**Records for this exercise:**
=== Begin Enclosure ===

use regex::Regex;

/// The configuration for a sync run.
#[derive(Debug)]
pub struct SyncInfo {
    /// Identifies this client in the names of the conflict copies it creates.
    pub actor_tag: String,
    pub ignore: Ignore,
    /// Pair a vanished file with an identical new file on the same replica
    /// and propagate a single move.
    pub detect_renames: bool,
    /// The number of threads used to classify paths.
    pub classify_threads: usize,
}

impl SyncInfo {
    pub fn new<S: Into<String>>(actor_tag: S) -> Self {
        SyncInfo {
            actor_tag: actor_tag.into(),
            ignore: Ignore::nothing(),
            detect_renames: true,
            classify_threads: 1,
        }
    }
}

#[derive(Debug)]
/// Determines which paths are left out of classification entirely.
pub struct Ignore {
    pub regexes: Vec<Regex>,
    pub paths: Vec<String>,
}

impl Ignore {
    /// An `Ignore` struct that ignores nothing
    pub fn nothing() -> Self {
        Ignore {
            regexes: Vec::new(),
            paths: Vec::new(),
        }
    }

    /// checks if the path is on the ignore list
    pub fn is_ignored(&self, path: &str) -> bool {
        for ignore in &self.paths {
            if crate::util::is_within(path, ignore) {
                return true;
            }
        }
        for ignore in &self.regexes {
            if ignore.is_match(path) {
                return true;
            }
        }
        false
    }
}

impl Default for Ignore {
    fn default() -> Self {
        Ignore::nothing()
    }
}
use axum::{Json, extract::State, http::StatusCode};
use tracing::instrument;

use crate::state::AppState;
use crate::utils::errors::AppError;
use crate::validator::ValidatedJson;

use super::model::{LoginRequest, LoginResponse, RegisterRequest, RegisterResponse};
use super::service::AuthService;

/// Register a new account with the default role.
#[instrument(skip(state, dto))]
pub async fn register(
    State(state): State<AppState>,
    ValidatedJson(dto): ValidatedJson<RegisterRequest>,
) -> Result<(StatusCode, Json<RegisterResponse>), AppError> {
    let user = AuthService::register(&state.db, dto).await?;

    Ok((
        StatusCode::CREATED,
        Json(RegisterResponse {
            id: user.id,
            name: user.name,
            email: user.email,
        }),
    ))
}

/// Exchange credentials for a bearer token.
#[instrument(skip(state, dto))]
pub async fn login(
    State(state): State<AppState>,
    ValidatedJson(dto): ValidatedJson<LoginRequest>,
) -> Result<Json<LoginResponse>, AppError> {
    let response = AuthService::login(&state.db, dto, &state.jwt_config).await?;
    Ok(Json(response))
}
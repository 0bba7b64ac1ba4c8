use chrono::{DateTime, Duration, Utc};
use jsonwebtoken::{DecodingKey, EncodingKey, Header, Validation, decode, encode};

use crate::config::jwt::JwtConfig;
use crate::modules::auth::model::Claims;
use crate::modules::users::model::User;
use crate::utils::errors::AppError;

/// Clock drift tolerated between token issuer and verifier, in seconds.
const VALIDATION_LEEWAY_SECS: u64 = 15;

/// Build a signed access token for a verified user. Returns the serialized
/// token together with its absolute expiry.
pub fn create_access_token(
    user: &User,
    jwt_config: &JwtConfig,
) -> Result<(String, DateTime<Utc>), AppError> {
    let now = Utc::now();
    let expires_at = now + Duration::minutes(jwt_config.expiry_minutes);

    let claims = Claims {
        sub: user.id.to_string(),
        email: user.email.clone(),
        name: user.name.clone(),
        role: user.role.clone(),
        iss: jwt_config.issuer.clone(),
        aud: jwt_config.audience.clone(),
        exp: expires_at.timestamp() as usize,
        iat: now.timestamp() as usize,
    };

    let token = encode(
        &Header::default(),
        &claims,
        &EncodingKey::from_secret(jwt_config.secret.as_bytes()),
    )
    .map_err(|e| AppError::internal(anyhow::anyhow!("Failed to create token: {}", e)))?;

    Ok((token, expires_at))
}

/// Check signature, issuer, audience and expiry, and hand back the claim
/// set. Every failure collapses into a single unauthenticated rejection.
pub fn verify_token(token: &str, jwt_config: &JwtConfig) -> Result<Claims, AppError> {
    let mut validation = Validation::default();
    validation.set_issuer(&[&jwt_config.issuer]);
    validation.set_audience(&[&jwt_config.audience]);
    validation.leeway = VALIDATION_LEEWAY_SECS;

    decode::<Claims>(
        token,
        &DecodingKey::from_secret(jwt_config.secret.as_bytes()),
        &validation,
    )
    .map(|data| data.claims)
    .map_err(|_| AppError::unauthorized(anyhow::anyhow!("Invalid or expired token")))
}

=== End Enclosure ===

Filter the records above, keeping each line that contains the word "bool".

**Completed exercise:**
    pub detect_renames: bool,
    pub fn is_ignored(&self, path: &str) -> bool {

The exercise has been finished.